(Collected data)
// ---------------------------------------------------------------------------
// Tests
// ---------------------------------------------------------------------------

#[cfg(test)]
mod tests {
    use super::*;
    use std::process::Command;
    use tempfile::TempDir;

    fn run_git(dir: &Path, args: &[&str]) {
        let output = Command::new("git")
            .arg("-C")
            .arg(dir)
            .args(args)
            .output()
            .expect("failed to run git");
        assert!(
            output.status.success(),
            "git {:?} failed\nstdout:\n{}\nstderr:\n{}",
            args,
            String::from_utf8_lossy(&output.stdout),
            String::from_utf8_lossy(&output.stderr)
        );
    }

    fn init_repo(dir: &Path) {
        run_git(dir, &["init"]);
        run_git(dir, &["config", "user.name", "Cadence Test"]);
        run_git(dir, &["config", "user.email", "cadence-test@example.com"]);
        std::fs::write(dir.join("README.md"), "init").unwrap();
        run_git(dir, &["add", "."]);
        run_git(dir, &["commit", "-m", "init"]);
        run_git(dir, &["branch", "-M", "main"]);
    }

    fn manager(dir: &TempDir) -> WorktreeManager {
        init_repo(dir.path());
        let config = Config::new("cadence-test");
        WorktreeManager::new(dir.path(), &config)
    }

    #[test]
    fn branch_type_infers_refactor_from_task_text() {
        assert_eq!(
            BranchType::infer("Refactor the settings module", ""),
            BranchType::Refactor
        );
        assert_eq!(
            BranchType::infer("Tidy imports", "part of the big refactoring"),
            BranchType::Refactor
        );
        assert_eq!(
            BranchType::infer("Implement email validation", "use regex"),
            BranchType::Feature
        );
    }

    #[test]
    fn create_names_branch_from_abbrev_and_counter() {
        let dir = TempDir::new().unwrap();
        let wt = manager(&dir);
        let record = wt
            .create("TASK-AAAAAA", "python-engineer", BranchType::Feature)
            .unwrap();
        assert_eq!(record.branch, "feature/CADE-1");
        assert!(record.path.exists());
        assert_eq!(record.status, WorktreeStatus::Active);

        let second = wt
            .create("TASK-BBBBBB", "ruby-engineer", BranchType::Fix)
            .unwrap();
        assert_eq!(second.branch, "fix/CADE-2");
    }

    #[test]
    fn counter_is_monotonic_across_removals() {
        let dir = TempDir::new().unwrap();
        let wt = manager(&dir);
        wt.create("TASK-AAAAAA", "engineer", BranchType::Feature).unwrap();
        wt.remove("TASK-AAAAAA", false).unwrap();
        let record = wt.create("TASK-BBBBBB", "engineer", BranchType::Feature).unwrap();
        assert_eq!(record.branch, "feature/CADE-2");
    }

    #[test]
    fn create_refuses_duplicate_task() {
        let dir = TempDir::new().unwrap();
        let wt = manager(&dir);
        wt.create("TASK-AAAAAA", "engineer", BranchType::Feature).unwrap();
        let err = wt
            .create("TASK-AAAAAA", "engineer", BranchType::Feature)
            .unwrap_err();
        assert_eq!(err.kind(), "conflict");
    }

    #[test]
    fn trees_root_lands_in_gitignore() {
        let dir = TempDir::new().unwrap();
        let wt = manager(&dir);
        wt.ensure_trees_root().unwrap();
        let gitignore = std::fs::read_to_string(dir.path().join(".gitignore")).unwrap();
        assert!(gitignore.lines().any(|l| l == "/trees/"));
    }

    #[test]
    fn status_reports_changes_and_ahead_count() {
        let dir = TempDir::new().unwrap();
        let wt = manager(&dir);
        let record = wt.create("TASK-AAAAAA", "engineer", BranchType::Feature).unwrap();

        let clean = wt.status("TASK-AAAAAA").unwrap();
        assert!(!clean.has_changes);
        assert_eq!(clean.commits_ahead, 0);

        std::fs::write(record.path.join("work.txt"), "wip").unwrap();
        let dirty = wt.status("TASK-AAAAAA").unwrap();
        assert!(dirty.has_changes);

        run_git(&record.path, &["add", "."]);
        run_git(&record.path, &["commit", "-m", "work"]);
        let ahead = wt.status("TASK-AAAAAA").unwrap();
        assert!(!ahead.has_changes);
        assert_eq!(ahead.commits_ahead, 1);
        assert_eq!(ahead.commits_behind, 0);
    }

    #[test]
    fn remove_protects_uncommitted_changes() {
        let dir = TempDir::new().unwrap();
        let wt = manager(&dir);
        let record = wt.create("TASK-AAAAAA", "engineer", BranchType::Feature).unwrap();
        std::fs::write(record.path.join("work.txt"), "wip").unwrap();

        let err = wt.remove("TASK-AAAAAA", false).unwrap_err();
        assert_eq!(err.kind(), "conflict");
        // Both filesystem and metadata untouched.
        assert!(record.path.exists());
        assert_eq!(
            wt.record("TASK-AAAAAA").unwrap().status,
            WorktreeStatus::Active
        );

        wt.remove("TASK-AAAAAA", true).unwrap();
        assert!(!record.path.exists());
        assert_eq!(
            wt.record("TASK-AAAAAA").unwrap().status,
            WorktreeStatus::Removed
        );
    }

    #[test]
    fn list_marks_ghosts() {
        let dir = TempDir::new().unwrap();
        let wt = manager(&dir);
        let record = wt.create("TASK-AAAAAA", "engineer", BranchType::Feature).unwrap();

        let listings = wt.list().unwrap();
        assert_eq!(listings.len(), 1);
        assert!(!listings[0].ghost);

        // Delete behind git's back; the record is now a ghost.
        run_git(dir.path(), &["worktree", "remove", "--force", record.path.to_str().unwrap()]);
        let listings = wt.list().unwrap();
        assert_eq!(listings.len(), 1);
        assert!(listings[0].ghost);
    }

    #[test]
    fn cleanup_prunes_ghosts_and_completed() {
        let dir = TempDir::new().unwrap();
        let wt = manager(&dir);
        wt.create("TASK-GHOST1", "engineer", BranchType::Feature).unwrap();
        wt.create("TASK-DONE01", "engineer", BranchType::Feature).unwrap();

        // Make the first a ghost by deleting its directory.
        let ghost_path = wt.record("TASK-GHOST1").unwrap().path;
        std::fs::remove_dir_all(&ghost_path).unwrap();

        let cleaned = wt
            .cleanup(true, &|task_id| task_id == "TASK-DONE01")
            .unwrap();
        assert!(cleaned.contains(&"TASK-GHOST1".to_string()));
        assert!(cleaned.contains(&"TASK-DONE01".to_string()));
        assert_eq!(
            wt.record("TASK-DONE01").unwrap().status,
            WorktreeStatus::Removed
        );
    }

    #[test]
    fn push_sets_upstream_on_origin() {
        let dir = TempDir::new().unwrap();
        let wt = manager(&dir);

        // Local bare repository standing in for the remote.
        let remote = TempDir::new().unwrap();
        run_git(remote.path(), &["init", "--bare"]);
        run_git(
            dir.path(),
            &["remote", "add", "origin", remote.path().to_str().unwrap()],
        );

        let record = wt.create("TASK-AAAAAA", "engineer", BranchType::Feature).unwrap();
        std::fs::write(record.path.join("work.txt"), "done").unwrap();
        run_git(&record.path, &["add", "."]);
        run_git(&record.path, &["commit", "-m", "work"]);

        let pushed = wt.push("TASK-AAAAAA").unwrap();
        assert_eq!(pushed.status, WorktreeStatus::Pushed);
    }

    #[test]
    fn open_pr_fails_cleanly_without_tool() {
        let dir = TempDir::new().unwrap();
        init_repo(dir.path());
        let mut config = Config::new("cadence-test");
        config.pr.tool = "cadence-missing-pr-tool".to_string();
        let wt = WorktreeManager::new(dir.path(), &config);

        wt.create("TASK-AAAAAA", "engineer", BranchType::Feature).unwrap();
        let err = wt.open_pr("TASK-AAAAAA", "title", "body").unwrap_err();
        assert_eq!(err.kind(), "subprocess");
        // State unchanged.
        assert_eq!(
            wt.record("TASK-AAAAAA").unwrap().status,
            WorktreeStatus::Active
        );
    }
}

## YOUR TASK
Every line above that holds "write" should be copied out.

## RESPONSE
        std::fs::write(dir.join("README.md"), "init").unwrap();
        std::fs::write(record.path.join("work.txt"), "wip").unwrap();
        std::fs::write(record.path.join("work.txt"), "wip").unwrap();
        std::fs::write(record.path.join("work.txt"), "done").unwrap();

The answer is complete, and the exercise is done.